#### Work required
Go through the lines below, tally those that include the word "DeserializeOwned", and give only the tally.

▼

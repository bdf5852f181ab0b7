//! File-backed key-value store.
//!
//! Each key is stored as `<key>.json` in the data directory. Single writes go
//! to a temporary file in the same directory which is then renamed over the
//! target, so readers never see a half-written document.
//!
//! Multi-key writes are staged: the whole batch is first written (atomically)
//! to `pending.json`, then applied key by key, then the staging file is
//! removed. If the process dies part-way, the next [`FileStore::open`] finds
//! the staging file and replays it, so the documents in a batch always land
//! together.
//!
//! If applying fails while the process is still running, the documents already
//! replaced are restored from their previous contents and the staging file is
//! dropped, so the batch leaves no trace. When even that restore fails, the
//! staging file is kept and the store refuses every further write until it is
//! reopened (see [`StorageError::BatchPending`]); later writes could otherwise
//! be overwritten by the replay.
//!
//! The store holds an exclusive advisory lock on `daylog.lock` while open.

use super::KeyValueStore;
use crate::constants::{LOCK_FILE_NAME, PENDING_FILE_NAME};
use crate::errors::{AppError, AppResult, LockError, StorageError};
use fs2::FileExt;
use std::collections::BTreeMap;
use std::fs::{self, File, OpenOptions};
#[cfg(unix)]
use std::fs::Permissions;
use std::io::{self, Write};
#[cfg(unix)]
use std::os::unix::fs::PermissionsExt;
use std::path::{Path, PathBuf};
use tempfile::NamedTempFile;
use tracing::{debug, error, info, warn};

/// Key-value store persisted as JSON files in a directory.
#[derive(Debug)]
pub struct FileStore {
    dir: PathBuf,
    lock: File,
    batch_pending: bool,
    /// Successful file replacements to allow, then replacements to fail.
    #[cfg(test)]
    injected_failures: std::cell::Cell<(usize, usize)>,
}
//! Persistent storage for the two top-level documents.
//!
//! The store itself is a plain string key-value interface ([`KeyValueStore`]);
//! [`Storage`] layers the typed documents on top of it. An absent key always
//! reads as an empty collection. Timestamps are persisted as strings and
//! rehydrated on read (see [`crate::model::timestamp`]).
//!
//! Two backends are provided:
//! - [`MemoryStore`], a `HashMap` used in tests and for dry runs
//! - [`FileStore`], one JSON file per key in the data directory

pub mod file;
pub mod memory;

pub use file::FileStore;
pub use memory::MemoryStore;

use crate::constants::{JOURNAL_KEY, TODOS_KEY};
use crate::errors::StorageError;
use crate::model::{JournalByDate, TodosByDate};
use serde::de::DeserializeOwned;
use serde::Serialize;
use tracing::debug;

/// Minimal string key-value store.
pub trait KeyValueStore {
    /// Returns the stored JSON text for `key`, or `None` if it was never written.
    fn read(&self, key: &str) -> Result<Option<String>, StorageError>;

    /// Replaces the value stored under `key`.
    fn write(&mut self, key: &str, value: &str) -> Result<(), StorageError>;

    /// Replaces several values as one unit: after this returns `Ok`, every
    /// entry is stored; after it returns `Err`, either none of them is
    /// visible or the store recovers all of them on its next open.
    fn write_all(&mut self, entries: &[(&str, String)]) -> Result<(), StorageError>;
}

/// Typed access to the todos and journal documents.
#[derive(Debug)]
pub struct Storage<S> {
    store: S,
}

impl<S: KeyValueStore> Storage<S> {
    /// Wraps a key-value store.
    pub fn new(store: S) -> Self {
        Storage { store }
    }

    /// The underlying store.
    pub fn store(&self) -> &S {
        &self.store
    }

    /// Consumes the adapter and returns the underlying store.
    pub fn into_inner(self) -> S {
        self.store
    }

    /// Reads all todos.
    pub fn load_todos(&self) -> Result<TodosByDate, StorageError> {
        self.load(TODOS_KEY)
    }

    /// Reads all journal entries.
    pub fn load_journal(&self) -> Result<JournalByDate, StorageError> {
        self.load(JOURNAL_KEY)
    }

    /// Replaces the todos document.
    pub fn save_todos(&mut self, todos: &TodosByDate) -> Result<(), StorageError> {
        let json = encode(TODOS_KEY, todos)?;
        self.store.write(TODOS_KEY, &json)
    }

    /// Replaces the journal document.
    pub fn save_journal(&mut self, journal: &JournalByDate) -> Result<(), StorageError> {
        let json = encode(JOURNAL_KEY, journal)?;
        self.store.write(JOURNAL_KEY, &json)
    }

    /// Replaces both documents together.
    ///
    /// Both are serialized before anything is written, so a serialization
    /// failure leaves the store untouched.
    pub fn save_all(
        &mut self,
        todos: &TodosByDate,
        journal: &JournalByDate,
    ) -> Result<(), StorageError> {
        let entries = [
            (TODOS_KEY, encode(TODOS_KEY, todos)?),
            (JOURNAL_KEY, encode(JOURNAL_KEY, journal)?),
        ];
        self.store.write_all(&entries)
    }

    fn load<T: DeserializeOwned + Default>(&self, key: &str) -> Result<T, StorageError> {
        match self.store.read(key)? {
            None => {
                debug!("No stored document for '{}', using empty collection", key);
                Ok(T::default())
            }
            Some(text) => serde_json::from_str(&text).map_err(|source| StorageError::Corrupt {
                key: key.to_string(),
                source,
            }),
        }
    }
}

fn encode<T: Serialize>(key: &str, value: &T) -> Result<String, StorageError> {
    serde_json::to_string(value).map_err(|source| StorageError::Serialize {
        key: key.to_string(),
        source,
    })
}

▲
▼

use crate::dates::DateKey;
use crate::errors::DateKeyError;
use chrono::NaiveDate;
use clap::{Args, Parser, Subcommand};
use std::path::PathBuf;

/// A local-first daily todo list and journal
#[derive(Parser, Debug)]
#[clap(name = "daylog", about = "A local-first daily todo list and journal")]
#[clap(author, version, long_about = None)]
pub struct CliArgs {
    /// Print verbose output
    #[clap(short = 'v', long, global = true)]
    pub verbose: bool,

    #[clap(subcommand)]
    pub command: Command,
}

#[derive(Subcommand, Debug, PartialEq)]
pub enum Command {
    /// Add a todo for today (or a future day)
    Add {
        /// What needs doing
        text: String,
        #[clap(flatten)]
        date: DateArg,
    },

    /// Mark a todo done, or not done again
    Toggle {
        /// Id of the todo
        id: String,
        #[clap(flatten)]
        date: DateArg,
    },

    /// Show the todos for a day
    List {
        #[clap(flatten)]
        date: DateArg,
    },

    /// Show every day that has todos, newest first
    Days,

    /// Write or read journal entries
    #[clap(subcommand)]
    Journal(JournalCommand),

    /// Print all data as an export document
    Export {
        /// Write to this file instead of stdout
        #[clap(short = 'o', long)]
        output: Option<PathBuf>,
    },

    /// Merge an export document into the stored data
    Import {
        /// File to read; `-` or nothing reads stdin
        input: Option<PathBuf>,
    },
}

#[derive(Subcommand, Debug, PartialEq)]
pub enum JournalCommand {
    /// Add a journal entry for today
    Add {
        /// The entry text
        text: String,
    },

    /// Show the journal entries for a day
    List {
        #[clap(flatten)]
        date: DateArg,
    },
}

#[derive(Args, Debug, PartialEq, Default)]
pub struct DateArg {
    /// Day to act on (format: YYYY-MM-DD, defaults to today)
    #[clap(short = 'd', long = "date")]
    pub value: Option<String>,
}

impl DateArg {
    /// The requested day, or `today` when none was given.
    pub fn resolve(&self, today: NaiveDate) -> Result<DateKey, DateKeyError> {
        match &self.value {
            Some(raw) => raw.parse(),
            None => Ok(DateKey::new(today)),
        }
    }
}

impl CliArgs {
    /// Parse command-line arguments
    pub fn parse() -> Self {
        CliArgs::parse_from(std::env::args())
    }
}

▲
▼

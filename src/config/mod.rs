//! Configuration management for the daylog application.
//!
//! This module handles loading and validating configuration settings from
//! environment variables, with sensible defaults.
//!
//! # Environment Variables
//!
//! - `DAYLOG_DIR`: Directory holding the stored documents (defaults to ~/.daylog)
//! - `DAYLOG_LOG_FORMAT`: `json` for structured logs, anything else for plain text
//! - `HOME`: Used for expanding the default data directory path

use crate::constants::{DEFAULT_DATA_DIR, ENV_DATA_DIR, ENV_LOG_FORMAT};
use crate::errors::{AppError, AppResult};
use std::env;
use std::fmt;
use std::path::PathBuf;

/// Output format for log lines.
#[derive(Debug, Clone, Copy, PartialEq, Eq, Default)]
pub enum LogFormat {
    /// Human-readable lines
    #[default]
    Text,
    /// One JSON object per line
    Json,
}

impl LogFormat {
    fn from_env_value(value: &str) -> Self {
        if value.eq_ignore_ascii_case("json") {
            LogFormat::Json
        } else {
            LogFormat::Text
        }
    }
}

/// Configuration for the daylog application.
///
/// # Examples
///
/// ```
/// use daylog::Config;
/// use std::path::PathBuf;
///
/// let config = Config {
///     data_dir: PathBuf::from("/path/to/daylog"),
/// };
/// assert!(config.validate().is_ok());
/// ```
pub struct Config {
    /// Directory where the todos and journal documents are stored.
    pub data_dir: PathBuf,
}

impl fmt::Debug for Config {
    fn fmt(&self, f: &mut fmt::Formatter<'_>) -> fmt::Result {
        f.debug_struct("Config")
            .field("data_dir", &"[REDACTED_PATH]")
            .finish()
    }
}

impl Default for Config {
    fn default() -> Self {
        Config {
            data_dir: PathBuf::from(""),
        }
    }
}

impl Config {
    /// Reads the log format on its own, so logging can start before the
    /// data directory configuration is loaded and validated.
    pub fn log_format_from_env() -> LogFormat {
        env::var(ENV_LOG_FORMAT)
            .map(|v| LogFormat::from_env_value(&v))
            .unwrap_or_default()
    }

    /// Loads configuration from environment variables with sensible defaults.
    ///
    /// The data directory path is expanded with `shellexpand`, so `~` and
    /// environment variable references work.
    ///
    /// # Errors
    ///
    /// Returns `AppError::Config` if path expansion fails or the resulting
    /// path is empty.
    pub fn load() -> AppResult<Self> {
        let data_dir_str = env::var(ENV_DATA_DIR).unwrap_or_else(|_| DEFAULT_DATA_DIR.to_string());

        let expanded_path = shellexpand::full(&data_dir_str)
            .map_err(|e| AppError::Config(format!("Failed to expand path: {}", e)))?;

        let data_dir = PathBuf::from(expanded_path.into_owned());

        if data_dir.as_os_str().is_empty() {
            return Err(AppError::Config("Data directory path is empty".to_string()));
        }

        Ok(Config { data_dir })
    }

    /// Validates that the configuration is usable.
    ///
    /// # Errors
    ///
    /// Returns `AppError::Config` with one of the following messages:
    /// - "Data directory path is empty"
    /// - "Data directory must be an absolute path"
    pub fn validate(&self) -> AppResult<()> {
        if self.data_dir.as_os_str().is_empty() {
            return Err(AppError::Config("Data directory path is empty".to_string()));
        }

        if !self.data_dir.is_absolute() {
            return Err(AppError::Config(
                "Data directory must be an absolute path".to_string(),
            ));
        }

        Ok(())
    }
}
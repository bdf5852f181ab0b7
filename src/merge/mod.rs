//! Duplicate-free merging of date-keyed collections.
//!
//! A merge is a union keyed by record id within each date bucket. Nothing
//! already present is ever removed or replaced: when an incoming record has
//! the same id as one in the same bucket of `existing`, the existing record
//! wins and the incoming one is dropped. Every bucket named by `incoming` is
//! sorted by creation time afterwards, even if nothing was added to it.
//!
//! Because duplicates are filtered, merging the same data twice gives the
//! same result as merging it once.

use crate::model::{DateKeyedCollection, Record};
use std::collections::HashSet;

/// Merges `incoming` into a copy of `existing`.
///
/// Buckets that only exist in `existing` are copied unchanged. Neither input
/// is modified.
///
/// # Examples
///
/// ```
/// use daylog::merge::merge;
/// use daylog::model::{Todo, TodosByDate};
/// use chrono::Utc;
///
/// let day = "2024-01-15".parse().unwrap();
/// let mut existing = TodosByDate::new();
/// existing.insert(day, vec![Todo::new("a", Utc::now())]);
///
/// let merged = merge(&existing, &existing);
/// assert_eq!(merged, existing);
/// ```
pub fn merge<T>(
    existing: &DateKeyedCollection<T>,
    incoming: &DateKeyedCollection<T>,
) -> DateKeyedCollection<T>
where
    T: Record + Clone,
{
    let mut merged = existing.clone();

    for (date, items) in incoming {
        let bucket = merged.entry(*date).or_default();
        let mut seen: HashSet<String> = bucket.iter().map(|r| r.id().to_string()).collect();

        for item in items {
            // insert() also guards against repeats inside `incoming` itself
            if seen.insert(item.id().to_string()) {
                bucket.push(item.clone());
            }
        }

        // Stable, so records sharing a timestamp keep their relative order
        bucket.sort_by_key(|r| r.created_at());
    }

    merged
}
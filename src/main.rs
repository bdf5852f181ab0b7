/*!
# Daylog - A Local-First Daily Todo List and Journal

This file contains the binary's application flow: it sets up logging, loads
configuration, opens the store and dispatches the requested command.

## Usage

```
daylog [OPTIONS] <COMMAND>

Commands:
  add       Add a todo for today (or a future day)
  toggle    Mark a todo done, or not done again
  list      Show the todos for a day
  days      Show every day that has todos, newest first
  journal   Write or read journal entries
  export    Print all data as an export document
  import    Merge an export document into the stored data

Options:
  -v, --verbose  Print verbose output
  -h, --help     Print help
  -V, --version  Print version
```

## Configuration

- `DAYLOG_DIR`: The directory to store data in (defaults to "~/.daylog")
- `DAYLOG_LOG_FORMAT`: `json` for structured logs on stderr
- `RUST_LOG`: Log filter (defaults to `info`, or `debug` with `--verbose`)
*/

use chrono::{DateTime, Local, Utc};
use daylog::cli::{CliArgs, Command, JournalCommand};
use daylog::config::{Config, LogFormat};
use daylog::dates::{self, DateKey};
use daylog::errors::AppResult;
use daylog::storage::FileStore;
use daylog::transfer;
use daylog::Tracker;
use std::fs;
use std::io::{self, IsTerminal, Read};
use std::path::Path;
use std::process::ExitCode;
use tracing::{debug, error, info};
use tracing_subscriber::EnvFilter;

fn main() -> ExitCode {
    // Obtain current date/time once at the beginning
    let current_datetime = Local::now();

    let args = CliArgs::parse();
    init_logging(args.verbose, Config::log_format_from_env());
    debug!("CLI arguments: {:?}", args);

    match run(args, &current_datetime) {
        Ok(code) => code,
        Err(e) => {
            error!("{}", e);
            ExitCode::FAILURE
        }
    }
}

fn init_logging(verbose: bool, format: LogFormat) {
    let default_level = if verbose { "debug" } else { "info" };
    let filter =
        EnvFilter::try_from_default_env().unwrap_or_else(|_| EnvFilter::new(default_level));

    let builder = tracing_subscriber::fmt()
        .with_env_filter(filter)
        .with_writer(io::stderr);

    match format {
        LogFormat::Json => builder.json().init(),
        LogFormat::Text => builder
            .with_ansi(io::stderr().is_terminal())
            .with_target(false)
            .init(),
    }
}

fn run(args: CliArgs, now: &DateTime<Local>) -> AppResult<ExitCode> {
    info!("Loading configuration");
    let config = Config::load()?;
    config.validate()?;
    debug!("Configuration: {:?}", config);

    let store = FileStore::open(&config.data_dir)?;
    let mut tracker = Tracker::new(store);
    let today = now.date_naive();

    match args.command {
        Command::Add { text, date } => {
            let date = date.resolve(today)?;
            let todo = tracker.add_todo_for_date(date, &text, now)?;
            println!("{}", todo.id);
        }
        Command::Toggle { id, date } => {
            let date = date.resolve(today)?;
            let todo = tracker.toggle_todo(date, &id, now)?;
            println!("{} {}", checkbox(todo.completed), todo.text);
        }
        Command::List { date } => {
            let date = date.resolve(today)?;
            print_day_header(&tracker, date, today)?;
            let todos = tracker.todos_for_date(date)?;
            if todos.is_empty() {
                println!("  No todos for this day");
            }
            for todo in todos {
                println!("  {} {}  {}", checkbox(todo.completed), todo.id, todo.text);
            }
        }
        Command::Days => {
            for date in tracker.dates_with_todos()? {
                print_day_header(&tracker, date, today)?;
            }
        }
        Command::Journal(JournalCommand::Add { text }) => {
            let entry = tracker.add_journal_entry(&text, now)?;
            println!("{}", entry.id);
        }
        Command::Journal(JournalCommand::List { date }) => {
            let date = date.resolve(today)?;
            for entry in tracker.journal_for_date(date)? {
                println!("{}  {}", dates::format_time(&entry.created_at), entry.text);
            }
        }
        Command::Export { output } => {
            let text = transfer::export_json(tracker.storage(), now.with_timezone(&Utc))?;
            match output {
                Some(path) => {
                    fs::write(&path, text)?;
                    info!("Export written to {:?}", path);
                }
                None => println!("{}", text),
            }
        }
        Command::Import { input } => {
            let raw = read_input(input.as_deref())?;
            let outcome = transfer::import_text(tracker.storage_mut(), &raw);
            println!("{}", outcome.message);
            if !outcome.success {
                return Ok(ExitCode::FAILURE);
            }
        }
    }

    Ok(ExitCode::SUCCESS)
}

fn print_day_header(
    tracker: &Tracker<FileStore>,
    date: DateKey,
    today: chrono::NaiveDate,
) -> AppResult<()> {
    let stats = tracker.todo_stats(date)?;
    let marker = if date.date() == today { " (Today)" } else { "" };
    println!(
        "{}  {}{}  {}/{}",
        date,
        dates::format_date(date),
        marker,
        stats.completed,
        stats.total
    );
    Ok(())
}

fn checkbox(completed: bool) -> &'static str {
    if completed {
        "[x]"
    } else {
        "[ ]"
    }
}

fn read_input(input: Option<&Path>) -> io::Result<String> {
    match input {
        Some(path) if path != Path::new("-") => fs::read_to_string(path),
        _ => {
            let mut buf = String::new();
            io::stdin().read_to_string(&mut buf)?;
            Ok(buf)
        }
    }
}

▲

#### Your solution
2